Silicosis and CWP are frequently associated with centrilobular nodules (reflecting deposition of dust and fibrosis around small airways and involving lymphatics) and interlobular septal or subpleural nodules because of lymphatic clearance of the dust (Fig. 3.7A, B). Centrilobular nodules are more frequent in these pneumoconioses than with the other causes of perilymphatic nodules.
Large masses in the parahilar regions may be seen, usually representing central conglomerations of nodules in CWP or masses made up of confluent nodules and fibrosis (progressive massive fibrosis) in silicosis (Fig. 3.7B). As these masses develop, the number of lung nodules often appears to decrease. Satellite nodules are common, and areas of emphysema may be seen in the peripheral lung.

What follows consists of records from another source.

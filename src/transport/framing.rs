// Copyright 2026 Layne Penney
// SPDX-License-Identifier: AGPL-3.0-or-later

//! Byte framing shared by the transports.
//!
//! - stdio pipes: newline-delimited or `Content-Length`-headed frames
//! - HTTP/SSE bodies: `text/event-stream` event decoding

use tokio::io::{AsyncBufRead, AsyncBufReadExt, AsyncReadExt};

use super::error::TransportError;
use crate::config::StdioFraming;

/// Upper bound for a single `Content-Length` body.
pub const MAX_FRAME_BYTES: usize = 16 * 1024 * 1024;

/// Wrap a frame body for writing to a pipe.
pub fn encode_frame(framing: StdioFraming, body: &[u8]) -> Vec<u8> {
    match framing {
        StdioFraming::Newline => {
            let mut out = Vec::with_capacity(body.len() + 1);
            out.extend_from_slice(body);
            out.push(b'\n');
            out
        }
        StdioFraming::ContentLength => {
            let header = format!("Content-Length: {}\r\n\r\n", body.len());
            let mut out = Vec::with_capacity(header.len() + body.len());
            out.extend_from_slice(header.as_bytes());
            out.extend_from_slice(body);
            out
        }
    }
}

/// Read one frame. Returns `Ok(None)` on EOF.
pub async fn read_frame<R>(
    reader: &mut R,
    framing: StdioFraming,
) -> Result<Option<Vec<u8>>, TransportError>
where
    R: AsyncBufRead + Unpin,
{
    match framing {
        StdioFraming::Newline => read_line_frame(reader).await,
        StdioFraming::ContentLength => read_content_length_frame(reader).await,
    }
}

async fn read_line_frame<R>(reader: &mut R) -> Result<Option<Vec<u8>>, TransportError>
where
    R: AsyncBufRead + Unpin,
{
    let mut line = Vec::new();
    loop {
        line.clear();
        let n = reader.read_until(b'\n', &mut line).await?;
        if n == 0 {
            return Ok(None);
        }
        // Blank keep-alive lines carry no frame.
        if line.iter().all(u8::is_ascii_whitespace) {
            continue;
        }
        while matches!(line.last(), Some(b'\n') | Some(b'\r')) {
            line.pop();
        }
        return Ok(Some(line));
    }
}

async fn read_content_length_frame<R>(reader: &mut R) -> Result<Option<Vec<u8>>, TransportError>
where
    R: AsyncBufRead + Unpin,
{
    let mut content_length: Option<usize> = None;
    let mut header_line = String::new();
    let mut saw_header = false;

    loop {
        header_line.clear();
        let n = reader.read_line(&mut header_line).await?;
        if n == 0 {
            if saw_header {
                return Err(TransportError::Framing("EOF inside frame headers".into()));
            }
            return Ok(None);
        }
        let trimmed = header_line.trim();
        if trimmed.is_empty() {
            if saw_header {
                break;
            }
            continue;
        }
        saw_header = true;
        if let Some((name, value)) = trimmed.split_once(':') {
            if name.trim().eq_ignore_ascii_case("content-length") {
                content_length = value.trim().parse::<usize>().ok();
            }
        }
        // Other headers (Content-Type, ...) are ignored.
    }

    let len = content_length
        .ok_or_else(|| TransportError::Framing("missing Content-Length header".into()))?;
    if len > MAX_FRAME_BYTES {
        return Err(TransportError::Framing(format!(
            "frame of {} bytes exceeds limit of {}",
            len, MAX_FRAME_BYTES
        )));
    }

    let mut body = vec![0u8; len];
    reader.read_exact(&mut body).await?;
    Ok(Some(body))
}

/// Whether a `Content-Type` header names an event stream.
pub fn is_event_stream_content_type(content_type: &str) -> bool {
    content_type
        .split(';')
        .next()
        .map(str::trim)
        .is_some_and(|value| value.eq_ignore_ascii_case("text/event-stream"))
}

/// One dispatched server-sent event.
#[derive(Debug, Clone, PartialEq, Eq)]
pub struct SseEvent {
    /// `event:` field; `None` means the default `message` type.
    pub event: Option<String>,
    /// `data:` lines joined with `\n`.
    pub data: String,
}

impl SseEvent {
    /// Whether this event carries a protocol frame.
    pub fn is_message(&self) -> bool {
        matches!(self.event.as_deref(), None | Some("message"))
    }
}

/// Incremental `text/event-stream` decoder.
///
/// Bytes may arrive split anywhere, including inside a line or a UTF-8
/// sequence; events are dispatched on blank lines.
#[derive(Debug, Default)]
pub struct SseDecoder {
    buffer: Vec<u8>,
    event: Option<String>,
    data: Vec<String>,
}

impl SseDecoder {
    pub fn new() -> Self {
        Self::default()
    }

    /// Feed a chunk, returning every event completed by it.
    pub fn push(&mut self, chunk: &[u8]) -> Vec<SseEvent> {
        self.buffer.extend_from_slice(chunk);
        let mut events = Vec::new();
        let mut start = 0;

        while let Some(pos) = self.buffer[start..].iter().position(|b| *b == b'\n') {
            let newline = start + pos;
            let mut end = newline;
            if end > start && self.buffer[end - 1] == b'\r' {
                end -= 1;
            }
            let line = String::from_utf8_lossy(&self.buffer[start..end]).into_owned();
            if let Some(event) = self.process_line(&line) {
                events.push(event);
            }
            start = newline + 1;
        }

        self.buffer.drain(..start);
        events
    }

    /// Flush a trailing unterminated event at end of stream.
    pub fn finish(&mut self) -> Option<SseEvent> {
        if !self.buffer.is_empty() {
            let line = String::from_utf8_lossy(&self.buffer).into_owned();
            self.buffer.clear();
            self.process_line(&line);
        }
        self.dispatch()
    }

    fn process_line(&mut self, line: &str) -> Option<SseEvent> {
        if line.is_empty() {
            return self.dispatch();
        }
        if line.starts_with(':') {
            return None;
        }

        let (field, value) = match line.split_once(':') {
            Some((field, value)) => (field, value.strip_prefix(' ').unwrap_or(value)),
            None => (line, ""),
        };
        match field {
            "event" => self.event = Some(value.to_string()),
            "data" => self.data.push(value.to_string()),
            // id/retry are not used by the bridge.
            _ => {}
        }
        None
    }

    fn dispatch(&mut self) -> Option<SseEvent> {
        let event = self.event.take();
        if self.data.is_empty() {
            return None;
        }
        let data = std::mem::take(&mut self.data).join("\n");
        Some(SseEvent { event, data })
    }
}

A distinct upper lobe predominance is typical in both silicosis and CWP, and nodules are often most numerous in the posterior lung. Abnormalities are usually symmetrical. Nodules are usually a few millimeters in diameter, of soft tissue attenuation, and more sharply marginated in silicosis than in CWP.
LIP should be considered in patients with connective tissue disease or immunosuppression (e.g., human immunodeficiency virus and common variable immunodeficiency) (see Chapter 18). Subpleural and septal nodules are most typical.
Perilymphatic nodules in lymphangitic spread of neoplasm. A. In lymphangitic spread of neoplasm, perilymphatic nodules tend to predominate in relation to the interlobular septa (red dots), the parahilar peribronchovascular interstitium (green dots), and the subpleural regions (yellow dots). The abnormality may be diffuse or patchy. B–D. Colon cancer with lymphangitic carcinomatosis. Extensive nodular interlobular septal thickening (red arrows) is seen throughout both lungs. A few subpleural nodules are also present (yellow arrow, C). Although lymphangitic carcinomatosis often predominates in relation to interlobular septa, it also may involve the peribronchovascular lymphatics (green arrows, D). E. Coronal reconstruction in the same patient as in (B)–(D) shows nodular interlobular septal thickening (red arrows) and subpleural nodules (yellow arrows).